*Exercise instructions*. Only one span of the listing below should come back. It runs from the line with "self.forget_messenger(&session.credential);" through the line with "let messenger = self.connector.connect(credential)?;", and each of its lines must be reproduced exactly.
►
use log::{debug, error, info, warn};
use std::collections::HashMap;
use std::sync::Arc;
use tokio::sync::Mutex;

use crate::classifier::{Category, Severity};
use crate::config::{ChannelConfig, Config, constants};
use crate::error::DispatchError;
use crate::messaging::{Connector, Messenger};

/// A detection that should be relayed to its category's channel.
#[derive(Debug, Clone)]
pub struct Alert {
    pub category: Category,
    /// The frame as compressed JPEG bytes.
    pub frame: Vec<u8>,
    pub analysis: String,
    pub severity: Option<Severity>,
}

impl Alert {
    /// Short attention line naming the category and severity.
    pub fn headline(&self) -> String {
        let title = match (self.category, self.severity) {
            (Category::Gesture, _) => "✌️ Peace sign detected!",
            (Category::Weapon, Some(Severity::ToyReplica)) => "⚠️ Toy/replica weapon detected",
            (Category::Weapon, _) => "🚨 WEAPON DETECTED",
        };
        format!("{} ({})", title, chrono::Utc::now().to_rfc3339())
    }

    /// Analysis text cut to the platform caption limit.
    pub fn caption(&self) -> String {
        truncate_chars(&self.analysis, constants::CAPTION_LIMIT)
    }
}

fn truncate_chars(text: &str, limit: usize) -> String {
    text.chars().take(limit).collect()
}

#[derive(Debug, Clone, Copy, PartialEq, Eq)]
pub enum SessionState {
    Uninitialized,
    Verified,
    Failed,
}

/// How an alert reached its channel.
#[derive(Debug, Clone, Copy, PartialEq, Eq)]
pub enum Delivery {
    Photo,
    TextFallback,
}

/// Connectivity state for one alert destination.
pub struct ChannelSession {
    credential: String,
    destination: String,
    state: SessionState,
    retry_count: u32,
    announced: bool,
    messenger: Option<Arc<dyn Messenger>>,
}

impl ChannelSession {
    fn new(channel: &ChannelConfig) -> Self {
        Self {
            credential: channel.bot_token.clone(),
            destination: channel.chat_id.clone(),
            state: SessionState::Uninitialized,
            retry_count: 0,
            announced: false,
            messenger: None,
        }
    }

    pub fn state(&self) -> SessionState {
        self.state
    }

    /// Consecutive failed initialization attempts.
    pub fn retry_count(&self) -> u32 {
        self.retry_count
    }

    pub fn destination(&self) -> &str {
        &self.destination
    }

    fn mark_failed(&mut self) {
        self.state = SessionState::Failed;
        self.messenger = None;
    }
}

/// Relays alerts to per-category messaging channels.
///
/// Sessions are created lazily on first use and reused afterwards. Channels
/// configured with the same credential and destination share one session,
/// and sessions with the same credential share one messenger. Each session is
/// behind its own async mutex, so dispatches to one channel run one at a time.
pub struct Dispatcher {
    connector: Arc<dyn Connector>,
    channels: HashMap<Category, Arc<Mutex<ChannelSession>>>,
    messengers: std::sync::Mutex<HashMap<String, Arc<dyn Messenger>>>,
}

impl Dispatcher {
    pub fn new(connector: Arc<dyn Connector>) -> Self {
        Self {
            connector,
            channels: HashMap::new(),
            messengers: std::sync::Mutex::new(HashMap::new()),
        }
    }

    pub fn from_config(config: &Config, connector: Arc<dyn Connector>) -> Self {
        let mut dispatcher = Self::new(connector);
        if let Some(channel) = &config.gesture_channel {
            dispatcher = dispatcher.with_channel(Category::Gesture, channel);
        }
        if let Some(channel) = &config.weapon_channel {
            dispatcher = dispatcher.with_channel(Category::Weapon, channel);
        }
        dispatcher
    }

    /// Route `category` alerts to `channel`.
    pub fn with_channel(mut self, category: Category, channel: &ChannelConfig) -> Self {
        let existing = self.channels.values().find(|session| {
            session
                .try_lock()
                .map(|s| s.credential == channel.bot_token && s.destination == channel.chat_id)
                .unwrap_or(false)
        });

        let session = match existing {
            Some(session) => session.clone(),
            None => Arc::new(Mutex::new(ChannelSession::new(channel))),
        };
        self.channels.insert(category, session);
        self
    }

    pub fn has_channel(&self, category: Category) -> bool {
        self.channels.contains_key(&category)
    }

    /// Whether two categories resolve to the same session object.
    pub fn shares_session(&self, a: Category, b: Category) -> bool {
        match (self.channels.get(&a), self.channels.get(&b)) {
            (Some(x), Some(y)) => Arc::ptr_eq(x, y),
            _ => false,
        }
    }

    pub async fn session_state(&self, category: Category) -> Option<SessionState> {
        let session = self.channels.get(&category)?;
        Some(session.lock().await.state())
    }

    /// Deliver an alert, logging the outcome. Never fails.
    pub async fn dispatch(&self, alert: Alert) {
        let category = alert.category;
        match self.try_dispatch(alert).await {
            Ok(Delivery::Photo) => info!("Sent {} alert with photo", category),
            Ok(Delivery::TextFallback) => {
                info!("Sent {} alert as text after photo delivery failed", category)
            }
            Err(DispatchError::ChannelNotConfigured { .. }) => {
                debug!("No channel for {} alerts, skipping", category)
            }
            Err(e) => error!(target: "dispatch", "Dropped {} alert: {}", category, e),
        }
    }

    /// Deliver an alert and report how it went.
    ///
    /// Sends the headline, then the photo with the captioned analysis. If the
    /// photo fails, one text message with headline and analysis is sent
    /// instead. A session found in the failed state gets one fresh
    /// construction before the dispatch gives up.
    pub async fn try_dispatch(&self, alert: Alert) -> Result<Delivery, DispatchError> {
        let session = self
            .channels
            .get(&alert.category)
            .ok_or(DispatchError::ChannelNotConfigured {
                category: alert.category,
            })?;
        let mut session = session.lock().await;
        let messenger = self.ensure_ready(&mut session, alert.category).await?;
        let destination = session.destination.clone();

        let headline = alert.headline();
        if let Err(e) = messenger.send_message(&destination, &headline).await {
            session.mark_failed();
            return Err(DispatchError::SendFailed {
                step: "alert headline",
                reason: e.to_string(),
            });
        }

        let caption = alert.caption();
        let photo_err = match messenger
            .send_photo(&destination, &alert.frame, &caption)
            .await
        {
            Ok(()) => return Ok(Delivery::Photo),
            Err(e) => e,
        };

        warn!(
            "Failed to send {} alert photo, falling back to text: {}",
            alert.category, photo_err
        );

        let text = format!("{}\n\n{}", headline, caption);
        match messenger.send_message(&destination, &text).await {
            Ok(()) => Ok(Delivery::TextFallback),
            Err(e) => {
                session.mark_failed();
                Err(DispatchError::FallbackFailed {
                    photo_reason: photo_err.to_string(),
                    reason: e.to_string(),
                })
            }
        }
    }

    /// Handshake every configured channel once, as a connectivity check.
    pub async fn verify_channels(&self) {
        let mut seen: Vec<&Arc<Mutex<ChannelSession>>> = Vec::new();
        for (category, session) in &self.channels {
            if seen.iter().any(|s| Arc::ptr_eq(s, session)) {
                continue;
            }
            seen.push(session);

            let mut session = session.lock().await;
            if let Err(e) = self.ensure_ready(&mut session, *category).await {
                error!(target: "dispatch", "Channel check for {} failed: {}", category, e);
            }
        }
    }

    async fn ensure_ready(
        &self,
        session: &mut ChannelSession,
        category: Category,
    ) -> Result<Arc<dyn Messenger>, DispatchError> {
        if session.state == SessionState::Verified {
            if let Some(messenger) = &session.messenger {
                return Ok(messenger.clone());
            }
        }

        let fresh = session.state == SessionState::Failed;
        if fresh {
            info!(
                "Re-initializing messaging session for {} (attempt {})",
                category,
                session.retry_count + 1
            );
        }

        let messenger = match self.messenger_for(&session.credential, fresh) {
            Ok(messenger) => messenger,
            Err(e) => {
                session.mark_failed();
                session.retry_count += 1;
                return Err(DispatchError::Handshake {
                    reason: e.to_string(),
                });
            }
        };

        match messenger.get_me().await {
            Ok(identity) => {
                info!(
                    "Messaging session verified as {} (@{})",
                    identity.first_name,
                    identity.username.as_deref().unwrap_or("unknown")
                );
                session.state = SessionState::Verified;
                session.retry_count = 0;
                session.messenger = Some(messenger.clone());
            }
            Err(e) => {
                session.mark_failed();
                session.retry_count += 1;
                self.forget_messenger(&session.credential);
                return Err(DispatchError::Handshake {
                    reason: e.to_string(),
                });
            }
        }

        if !session.announced {
            let text = format!("🟢 Frame Sentinel online, watching for {} alerts", category);
            match messenger.send_message(&session.destination, &text).await {
                Ok(()) => session.announced = true,
                Err(e) => warn!("Failed to send online message for {}: {}", category, e),
            }
        }

        Ok(messenger)
    }

    /// Shared messenger for a credential; `fresh` forces a new construction.
    fn messenger_for(&self, credential: &str, fresh: bool) -> anyhow::Result<Arc<dyn Messenger>> {
        let mut messengers = self
            .messengers
            .lock()
            .map_err(|_| anyhow::anyhow!("messenger cache poisoned"))?;

        if !fresh {
            if let Some(messenger) = messengers.get(credential) {
                return Ok(messenger.clone());
            }
        }

        let messenger = self.connector.connect(credential)?;
        messengers.insert(credential.to_string(), messenger.clone());
        Ok(messenger)
    }

    fn forget_messenger(&self, credential: &str) {
        if let Ok(mut messengers) = self.messengers.lock() {
            messengers.remove(credential);
        }
    }
}

#[cfg(test)]
mod tests {
    use super::*;

    #[test]
    fn caption_is_cut_at_limit() {
        let alert = Alert {
            category: Category::Weapon,
            frame: Vec::new(),
            analysis: "é".repeat(constants::CAPTION_LIMIT + 50),
            severity: Some(Severity::Genuine),
        };
        assert_eq!(alert.caption().chars().count(), constants::CAPTION_LIMIT);
    }

    #[test]
    fn headline_carries_rfc3339_timestamp() {
        let alert = Alert {
            category: Category::Gesture,
            frame: Vec::new(),
            analysis: String::new(),
            severity: None,
        };
        let headline = alert.headline();
        let stamp = headline
            .rsplit_once(" (")
            .and_then(|(_, rest)| rest.strip_suffix(')'))
            .unwrap();
        assert!(chrono::DateTime::parse_from_rfc3339(stamp).is_ok());
    }

    #[test]
    fn headline_names_severity() {
        let toy = Alert {
            category: Category::Weapon,
            frame: Vec::new(),
            analysis: String::new(),
            severity: Some(Severity::ToyReplica),
        };
        assert!(toy.headline().starts_with("⚠️ Toy/replica"));

        let gesture = Alert {
            category: Category::Gesture,
            severity: None,
            ..toy
        };
        assert!(gesture.headline().starts_with("✌️"));
    }
}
◄
*Written response*.
                self.forget_messenger(&session.credential);
                return Err(DispatchError::Handshake {
                    reason: e.to_string(),
                });
            }
        }

        if !session.announced {
            let text = format!("🟢 Frame Sentinel online, watching for {} alerts", category);
            match messenger.send_message(&session.destination, &text).await {
                Ok(()) => session.announced = true,
                Err(e) => warn!("Failed to send online message for {}: {}", category, e),
            }
        }

        Ok(messenger)
    }

    /// Shared messenger for a credential; `fresh` forces a new construction.
    fn messenger_for(&self, credential: &str, fresh: bool) -> anyhow::Result<Arc<dyn Messenger>> {
        let mut messengers = self
            .messengers
            .lock()
            .map_err(|_| anyhow::anyhow!("messenger cache poisoned"))?;

        if !fresh {
            if let Some(messenger) = messengers.get(credential) {
                return Ok(messenger.clone());
            }
        }

        let messenger = self.connector.connect(credential)?;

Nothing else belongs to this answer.